__Your objective__:
Report every line from the following entries that contains the string "RemoteStatus".

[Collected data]
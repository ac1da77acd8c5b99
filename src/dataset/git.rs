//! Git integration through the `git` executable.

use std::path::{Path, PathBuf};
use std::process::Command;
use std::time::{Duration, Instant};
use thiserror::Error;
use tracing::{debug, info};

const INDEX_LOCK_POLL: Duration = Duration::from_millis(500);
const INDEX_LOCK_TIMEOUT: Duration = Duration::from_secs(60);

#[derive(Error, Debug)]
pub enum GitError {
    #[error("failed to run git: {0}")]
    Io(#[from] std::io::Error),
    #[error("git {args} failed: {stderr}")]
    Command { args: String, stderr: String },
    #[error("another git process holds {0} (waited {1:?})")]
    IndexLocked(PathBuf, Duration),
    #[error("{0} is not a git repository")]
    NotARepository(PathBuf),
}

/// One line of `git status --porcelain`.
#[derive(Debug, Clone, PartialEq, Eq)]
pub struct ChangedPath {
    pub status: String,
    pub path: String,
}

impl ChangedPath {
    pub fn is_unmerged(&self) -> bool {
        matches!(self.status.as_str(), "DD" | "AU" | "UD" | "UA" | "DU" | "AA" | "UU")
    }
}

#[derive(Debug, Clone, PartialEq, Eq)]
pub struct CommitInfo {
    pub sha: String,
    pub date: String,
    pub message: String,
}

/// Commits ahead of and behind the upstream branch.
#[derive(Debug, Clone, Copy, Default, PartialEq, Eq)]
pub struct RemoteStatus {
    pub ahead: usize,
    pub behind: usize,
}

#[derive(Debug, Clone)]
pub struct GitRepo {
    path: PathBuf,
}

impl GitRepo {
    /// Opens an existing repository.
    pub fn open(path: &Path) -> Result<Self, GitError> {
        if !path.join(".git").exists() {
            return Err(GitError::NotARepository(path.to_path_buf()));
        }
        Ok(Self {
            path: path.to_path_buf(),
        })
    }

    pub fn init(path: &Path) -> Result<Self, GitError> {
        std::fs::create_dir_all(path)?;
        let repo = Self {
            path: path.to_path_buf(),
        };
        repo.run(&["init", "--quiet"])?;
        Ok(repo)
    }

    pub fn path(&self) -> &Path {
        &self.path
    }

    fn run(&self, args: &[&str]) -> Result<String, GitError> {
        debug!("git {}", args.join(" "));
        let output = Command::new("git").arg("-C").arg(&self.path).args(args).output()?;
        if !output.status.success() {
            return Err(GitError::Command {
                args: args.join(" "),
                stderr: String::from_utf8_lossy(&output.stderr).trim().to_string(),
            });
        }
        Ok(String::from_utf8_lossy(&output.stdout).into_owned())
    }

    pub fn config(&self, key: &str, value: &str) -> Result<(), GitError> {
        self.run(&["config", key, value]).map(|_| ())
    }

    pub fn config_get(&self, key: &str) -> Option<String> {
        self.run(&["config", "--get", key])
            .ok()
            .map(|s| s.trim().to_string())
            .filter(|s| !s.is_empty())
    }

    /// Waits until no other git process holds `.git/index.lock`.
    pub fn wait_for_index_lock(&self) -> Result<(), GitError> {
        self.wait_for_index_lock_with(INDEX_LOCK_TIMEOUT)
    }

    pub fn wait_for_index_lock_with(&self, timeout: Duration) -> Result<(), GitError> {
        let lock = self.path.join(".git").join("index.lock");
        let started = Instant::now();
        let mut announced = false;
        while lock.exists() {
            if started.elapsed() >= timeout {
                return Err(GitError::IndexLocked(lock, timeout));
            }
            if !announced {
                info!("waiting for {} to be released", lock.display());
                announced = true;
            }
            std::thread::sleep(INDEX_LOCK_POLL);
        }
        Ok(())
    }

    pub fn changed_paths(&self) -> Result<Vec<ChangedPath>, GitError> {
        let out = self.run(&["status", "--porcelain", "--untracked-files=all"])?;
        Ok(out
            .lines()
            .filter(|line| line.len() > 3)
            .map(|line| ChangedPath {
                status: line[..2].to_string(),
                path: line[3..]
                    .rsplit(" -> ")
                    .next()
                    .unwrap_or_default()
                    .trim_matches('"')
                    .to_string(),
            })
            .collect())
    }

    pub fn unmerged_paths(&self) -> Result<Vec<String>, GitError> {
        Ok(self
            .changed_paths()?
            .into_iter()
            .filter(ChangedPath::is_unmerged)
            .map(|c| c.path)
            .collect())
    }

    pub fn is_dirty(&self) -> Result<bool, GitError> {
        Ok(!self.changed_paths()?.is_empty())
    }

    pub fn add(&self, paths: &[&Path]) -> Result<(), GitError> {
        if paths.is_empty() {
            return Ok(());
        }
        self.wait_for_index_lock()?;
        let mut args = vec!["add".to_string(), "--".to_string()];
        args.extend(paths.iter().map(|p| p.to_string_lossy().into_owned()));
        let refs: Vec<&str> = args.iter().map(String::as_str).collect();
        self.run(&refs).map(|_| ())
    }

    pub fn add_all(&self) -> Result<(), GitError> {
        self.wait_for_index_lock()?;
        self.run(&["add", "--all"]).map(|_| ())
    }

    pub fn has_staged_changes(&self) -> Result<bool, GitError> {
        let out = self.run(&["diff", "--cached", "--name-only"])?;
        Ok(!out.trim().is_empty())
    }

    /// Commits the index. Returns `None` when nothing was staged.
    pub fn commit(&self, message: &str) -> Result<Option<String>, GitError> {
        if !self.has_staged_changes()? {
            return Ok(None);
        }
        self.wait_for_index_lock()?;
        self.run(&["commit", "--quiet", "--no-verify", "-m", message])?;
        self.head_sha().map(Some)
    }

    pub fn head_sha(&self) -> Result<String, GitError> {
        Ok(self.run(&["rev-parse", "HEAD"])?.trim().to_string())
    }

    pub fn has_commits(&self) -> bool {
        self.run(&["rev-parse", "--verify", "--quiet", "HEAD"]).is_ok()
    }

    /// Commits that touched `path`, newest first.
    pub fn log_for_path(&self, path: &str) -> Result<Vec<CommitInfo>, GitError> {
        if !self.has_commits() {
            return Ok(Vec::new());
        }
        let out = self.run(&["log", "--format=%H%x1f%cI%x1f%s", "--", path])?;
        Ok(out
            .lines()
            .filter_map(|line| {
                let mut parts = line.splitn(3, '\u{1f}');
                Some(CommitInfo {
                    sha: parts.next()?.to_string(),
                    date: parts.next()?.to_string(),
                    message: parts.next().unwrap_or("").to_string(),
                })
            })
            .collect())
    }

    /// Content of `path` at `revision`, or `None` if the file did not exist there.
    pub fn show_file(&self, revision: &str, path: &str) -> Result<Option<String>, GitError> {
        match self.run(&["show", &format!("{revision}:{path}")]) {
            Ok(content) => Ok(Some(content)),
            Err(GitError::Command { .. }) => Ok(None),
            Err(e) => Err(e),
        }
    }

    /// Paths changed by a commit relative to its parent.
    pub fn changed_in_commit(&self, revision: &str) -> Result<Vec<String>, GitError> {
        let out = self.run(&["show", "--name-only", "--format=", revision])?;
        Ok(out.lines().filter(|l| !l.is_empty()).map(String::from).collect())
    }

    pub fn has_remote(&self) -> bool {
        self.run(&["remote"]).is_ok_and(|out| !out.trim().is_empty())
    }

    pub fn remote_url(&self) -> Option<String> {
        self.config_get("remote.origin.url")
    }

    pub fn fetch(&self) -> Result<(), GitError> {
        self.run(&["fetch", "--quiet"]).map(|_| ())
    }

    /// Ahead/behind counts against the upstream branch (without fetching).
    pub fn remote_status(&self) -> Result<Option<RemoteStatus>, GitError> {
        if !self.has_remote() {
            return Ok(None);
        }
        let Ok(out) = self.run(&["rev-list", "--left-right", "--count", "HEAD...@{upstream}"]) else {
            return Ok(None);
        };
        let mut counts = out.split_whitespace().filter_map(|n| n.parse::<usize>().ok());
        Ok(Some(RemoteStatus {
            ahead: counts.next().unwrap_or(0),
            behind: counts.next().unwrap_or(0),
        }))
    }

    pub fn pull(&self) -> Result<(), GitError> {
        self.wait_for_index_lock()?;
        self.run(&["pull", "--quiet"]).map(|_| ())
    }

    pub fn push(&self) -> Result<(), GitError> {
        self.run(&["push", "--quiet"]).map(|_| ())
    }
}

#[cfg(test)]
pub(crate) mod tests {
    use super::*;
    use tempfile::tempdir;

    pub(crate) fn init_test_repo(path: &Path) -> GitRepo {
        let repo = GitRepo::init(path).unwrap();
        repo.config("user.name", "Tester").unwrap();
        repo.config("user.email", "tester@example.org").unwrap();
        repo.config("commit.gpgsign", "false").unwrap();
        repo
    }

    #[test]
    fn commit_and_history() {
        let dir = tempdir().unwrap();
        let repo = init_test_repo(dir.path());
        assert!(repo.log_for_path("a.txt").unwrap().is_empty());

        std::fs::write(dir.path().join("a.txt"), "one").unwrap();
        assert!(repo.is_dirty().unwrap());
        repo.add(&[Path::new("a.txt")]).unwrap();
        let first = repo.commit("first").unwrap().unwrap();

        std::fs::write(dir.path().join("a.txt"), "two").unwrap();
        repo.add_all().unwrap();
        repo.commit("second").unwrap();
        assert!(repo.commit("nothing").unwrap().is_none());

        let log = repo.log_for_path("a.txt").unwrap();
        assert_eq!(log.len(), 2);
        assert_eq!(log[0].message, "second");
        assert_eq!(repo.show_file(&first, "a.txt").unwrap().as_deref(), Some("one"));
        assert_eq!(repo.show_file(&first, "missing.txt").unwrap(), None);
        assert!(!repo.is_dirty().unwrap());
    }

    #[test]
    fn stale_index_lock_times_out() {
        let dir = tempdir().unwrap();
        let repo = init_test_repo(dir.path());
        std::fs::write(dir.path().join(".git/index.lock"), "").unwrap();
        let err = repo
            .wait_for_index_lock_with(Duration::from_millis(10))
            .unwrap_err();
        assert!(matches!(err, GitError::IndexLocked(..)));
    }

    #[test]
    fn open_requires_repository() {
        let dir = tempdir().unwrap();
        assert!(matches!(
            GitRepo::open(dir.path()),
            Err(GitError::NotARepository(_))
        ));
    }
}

__Answer space__:
pub struct RemoteStatus {
    pub fn remote_status(&self) -> Result<Option<RemoteStatus>, GitError> {
        Ok(Some(RemoteStatus {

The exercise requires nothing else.